■ **Description of the task**
Each record below should be printed exactly as it was written.

[Source records]

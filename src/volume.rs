// Copyright 2023 Alibaba Cloud. All rights reserved.
//
// SPDX-License-Identifier: Apache-2.0

//! Kata virtual volume descriptors.
//!
//! A typed, self-describing mount-option trailer consumed by the guest
//! agent. The snapshotter only builds and validates these; interpretation
//! happens inside the guest.

use std::collections::HashMap;

use base64::prelude::{Engine, BASE64_STANDARD};
use serde::{Deserialize, Serialize};

use snapshotter_api::error::{Error, Result};

/// Mount option key carrying the encoded volume.
pub const KATA_VOLUME_OPTION: &str = "io.katacontainers.volume";

pub const TYPE_DIRECT_BLOCK: &str = "direct_block";
pub const TYPE_IMAGE_RAW_BLOCK: &str = "image_raw_block";
pub const TYPE_IMAGE_NYDUS_BLOCK: &str = "image_nydus_block";
pub const TYPE_IMAGE_NYDUS_FS: &str = "image_nydus_fs";
pub const TYPE_IMAGE_GUEST_PULL: &str = "image_guest_pull";

const HASH_TYPES: [(&str, usize); 2] = [("sha256", 64), ("sha1", 40)];
const MIN_BLOCK_SIZE: u64 = 1 << 9;
const MAX_BLOCK_SIZE: u64 = 1 << 19;

/// dm-verity description of a block volume.
#[derive(Debug, Clone, Default, PartialEq, Eq, Serialize, Deserialize)]
pub struct DmVerityInfo {
    pub hashtype: String,
    pub hash: String,
    pub blocknum: u64,
    pub blocksize: u64,
    pub hashsize: u64,
    pub offset: u64,
}

impl DmVerityInfo {
    pub fn validate(&self) -> Result<()> {
        let hash_len = HASH_TYPES
            .iter()
            .find(|(name, _)| *name == self.hashtype.as_str())
            .map(|(_, len)| *len)
            .ok_or_else(|| {
                Error::invalid_argument(format!("dm-verity hash type {}", self.hashtype))
            })?;
        if self.hash.len() != hash_len || hex::decode(&self.hash).is_err() {
            return Err(Error::invalid_argument(format!(
                "dm-verity hash {} is not a {} digest",
                self.hash, self.hashtype
            )));
        }
        if self.blocknum == 0 {
            return Err(Error::invalid_argument("dm-verity data block count is zero"));
        }
        for (name, value) in [("data", self.blocksize), ("hash", self.hashsize)] {
            if !(MIN_BLOCK_SIZE..=MAX_BLOCK_SIZE).contains(&value) || !value.is_power_of_two() {
                return Err(Error::invalid_argument(format!(
                    "dm-verity {} block size {}",
                    name, value
                )));
            }
        }
        if self.offset % self.hashsize != 0 {
            return Err(Error::invalid_argument(format!(
                "dm-verity hash offset {} is not aligned to {}",
                self.offset, self.hashsize
            )));
        }
        if self.offset < self.blocksize * self.blocknum {
            return Err(Error::invalid_argument(format!(
                "dm-verity hash offset {} overlaps data ({} blocks of {})",
                self.offset, self.blocknum, self.blocksize
            )));
        }
        Ok(())
    }
}

/// Metadata for volumes pulled inside the guest.
#[derive(Debug, Clone, Default, PartialEq, Eq, Serialize, Deserialize)]
pub struct ImagePullVolume {
    #[serde(default)]
    pub metadata: HashMap<String, String>,
}

#[derive(Debug, Clone, Default, PartialEq, Eq, Serialize, Deserialize)]
pub struct KataVirtualVolume {
    pub volume_type: String,
    #[serde(default, skip_serializing_if = "String::is_empty")]
    pub source: String,
    #[serde(default, skip_serializing_if = "String::is_empty")]
    pub fs_type: String,
    #[serde(default, skip_serializing_if = "Vec::is_empty")]
    pub options: Vec<String>,
    #[serde(default, skip_serializing_if = "Option::is_none")]
    pub dm_verity: Option<DmVerityInfo>,
    #[serde(default, skip_serializing_if = "Option::is_none")]
    pub image_pull: Option<ImagePullVolume>,
}

impl KataVirtualVolume {
    pub fn new_fs(volume_type: &str, source: &str, fs_type: &str) -> Self {
        KataVirtualVolume {
            volume_type: volume_type.to_string(),
            source: source.to_string(),
            fs_type: fs_type.to_string(),
            ..Default::default()
        }
    }

    pub fn validate(&self) -> Result<()> {
        match self.volume_type.as_str() {
            TYPE_DIRECT_BLOCK | TYPE_IMAGE_RAW_BLOCK | TYPE_IMAGE_NYDUS_BLOCK
            | TYPE_IMAGE_NYDUS_FS => {
                if self.source.is_empty() {
                    return Err(Error::invalid_argument(format!(
                        "kata volume {} has no source",
                        self.volume_type
                    )));
                }
            }
            TYPE_IMAGE_GUEST_PULL => {
                if self.image_pull.is_none() {
                    return Err(Error::invalid_argument(
                        "kata guest-pull volume has no image metadata",
                    ));
                }
            }
            other => {
                return Err(Error::invalid_argument(format!(
                    "kata volume type {}",
                    other
                )))
            }
        }
        if let Some(verity) = &self.dm_verity {
            verity.validate()?;
        }
        Ok(())
    }

    /// Serialize into the mount-option trailer.
    pub fn to_option(&self) -> Result<String> {
        self.validate()?;
        let raw = serde_json::to_string(self)?;
        Ok(format!(
            "{}={}",
            KATA_VOLUME_OPTION,
            BASE64_STANDARD.encode(raw.as_bytes())
        ))
    }

    pub fn from_option(option: &str) -> Result<Self> {
        let encoded = option
            .strip_prefix(KATA_VOLUME_OPTION)
            .and_then(|r| r.strip_prefix('='))
            .ok_or_else(|| Error::invalid_argument("not a kata volume option"))?;
        let raw = BASE64_STANDARD
            .decode(encoded)
            .map_err(|e| Error::invalid_argument(format!("kata volume encoding: {}", e)))?;
        let volume: KataVirtualVolume = serde_json::from_slice(&raw)
            .map_err(|e| Error::invalid_argument(format!("kata volume json: {}", e)))?;
        volume.validate()?;
        Ok(volume)
    }
}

■ **Written answer**
filename src/volume.rs
// Copyright 2023 Alibaba Cloud. All rights reserved.
//
// SPDX-License-Identifier: Apache-2.0

//! Kata virtual volume descriptors.
//!
//! A typed, self-describing mount-option trailer consumed by the guest
//! agent. The snapshotter only builds and validates these; interpretation
//! happens inside the guest.

use std::collections::HashMap;

use base64::prelude::{Engine, BASE64_STANDARD};
use serde::{Deserialize, Serialize};

use snapshotter_api::error::{Error, Result};

/// Mount option key carrying the encoded volume.
pub const KATA_VOLUME_OPTION: &str = "io.katacontainers.volume";

pub const TYPE_DIRECT_BLOCK: &str = "direct_block";
pub const TYPE_IMAGE_RAW_BLOCK: &str = "image_raw_block";
pub const TYPE_IMAGE_NYDUS_BLOCK: &str = "image_nydus_block";
pub const TYPE_IMAGE_NYDUS_FS: &str = "image_nydus_fs";
pub const TYPE_IMAGE_GUEST_PULL: &str = "image_guest_pull";

const HASH_TYPES: [(&str, usize); 2] = [("sha256", 64), ("sha1", 40)];
const MIN_BLOCK_SIZE: u64 = 1 << 9;
const MAX_BLOCK_SIZE: u64 = 1 << 19;

/// dm-verity description of a block volume.
#[derive(Debug, Clone, Default, PartialEq, Eq, Serialize, Deserialize)]
pub struct DmVerityInfo {
    pub hashtype: String,
    pub hash: String,
    pub blocknum: u64,
    pub blocksize: u64,
    pub hashsize: u64,
    pub offset: u64,
}

impl DmVerityInfo {
    pub fn validate(&self) -> Result<()> {
        let hash_len = HASH_TYPES
            .iter()
            .find(|(name, _)| *name == self.hashtype.as_str())
            .map(|(_, len)| *len)
            .ok_or_else(|| {
                Error::invalid_argument(format!("dm-verity hash type {}", self.hashtype))
            })?;
        if self.hash.len() != hash_len || hex::decode(&self.hash).is_err() {
            return Err(Error::invalid_argument(format!(
                "dm-verity hash {} is not a {} digest",
                self.hash, self.hashtype
            )));
        }
        if self.blocknum == 0 {
            return Err(Error::invalid_argument("dm-verity data block count is zero"));
        }
        for (name, value) in [("data", self.blocksize), ("hash", self.hashsize)] {
            if !(MIN_BLOCK_SIZE..=MAX_BLOCK_SIZE).contains(&value) || !value.is_power_of_two() {
                return Err(Error::invalid_argument(format!(
                    "dm-verity {} block size {}",
                    name, value
                )));
            }
        }
        if self.offset % self.hashsize != 0 {
            return Err(Error::invalid_argument(format!(
                "dm-verity hash offset {} is not aligned to {}",
                self.offset, self.hashsize
            )));
        }
        if self.offset < self.blocksize * self.blocknum {
            return Err(Error::invalid_argument(format!(
                "dm-verity hash offset {} overlaps data ({} blocks of {})",
                self.offset, self.blocknum, self.blocksize
            )));
        }
        Ok(())
    }
}

/// Metadata for volumes pulled inside the guest.
#[derive(Debug, Clone, Default, PartialEq, Eq, Serialize, Deserialize)]
pub struct ImagePullVolume {
    #[serde(default)]
    pub metadata: HashMap<String, String>,
}

#[derive(Debug, Clone, Default, PartialEq, Eq, Serialize, Deserialize)]
pub struct KataVirtualVolume {
    pub volume_type: String,
    #[serde(default, skip_serializing_if = "String::is_empty")]
    pub source: String,
    #[serde(default, skip_serializing_if = "String::is_empty")]
    pub fs_type: String,
    #[serde(default, skip_serializing_if = "Vec::is_empty")]
    pub options: Vec<String>,
    #[serde(default, skip_serializing_if = "Option::is_none")]
    pub dm_verity: Option<DmVerityInfo>,
    #[serde(default, skip_serializing_if = "Option::is_none")]
    pub image_pull: Option<ImagePullVolume>,
}

impl KataVirtualVolume {
    pub fn new_fs(volume_type: &str, source: &str, fs_type: &str) -> Self {
        KataVirtualVolume {
            volume_type: volume_type.to_string(),
            source: source.to_string(),
            fs_type: fs_type.to_string(),
            ..Default::default()
        }
    }

    pub fn validate(&self) -> Result<()> {
        match self.volume_type.as_str() {
            TYPE_DIRECT_BLOCK | TYPE_IMAGE_RAW_BLOCK | TYPE_IMAGE_NYDUS_BLOCK
            | TYPE_IMAGE_NYDUS_FS => {
                if self.source.is_empty() {
                    return Err(Error::invalid_argument(format!(
                        "kata volume {} has no source",
                        self.volume_type
                    )));
                }
            }
            TYPE_IMAGE_GUEST_PULL => {
                if self.image_pull.is_none() {
                    return Err(Error::invalid_argument(
                        "kata guest-pull volume has no image metadata",
                    ));
                }
            }
            other => {
                return Err(Error::invalid_argument(format!(
                    "kata volume type {}",
                    other
                )))
            }
        }
        if let Some(verity) = &self.dm_verity {
            verity.validate()?;
        }
        Ok(())
    }

    /// Serialize into the mount-option trailer.
    pub fn to_option(&self) -> Result<String> {
        self.validate()?;
        let raw = serde_json::to_string(self)?;
        Ok(format!(
            "{}={}",
            KATA_VOLUME_OPTION,
            BASE64_STANDARD.encode(raw.as_bytes())
        ))
    }

    pub fn from_option(option: &str) -> Result<Self> {
        let encoded = option
            .strip_prefix(KATA_VOLUME_OPTION)
            .and_then(|r| r.strip_prefix('='))
            .ok_or_else(|| Error::invalid_argument("not a kata volume option"))?;
        let raw = BASE64_STANDARD
            .decode(encoded)
            .map_err(|e| Error::invalid_argument(format!("kata volume encoding: {}", e)))?;
        let volume: KataVirtualVolume = serde_json::from_slice(&raw)
            .map_err(|e| Error::invalid_argument(format!("kata volume json: {}", e)))?;
        volume.validate()?;
        Ok(volume)
    }
}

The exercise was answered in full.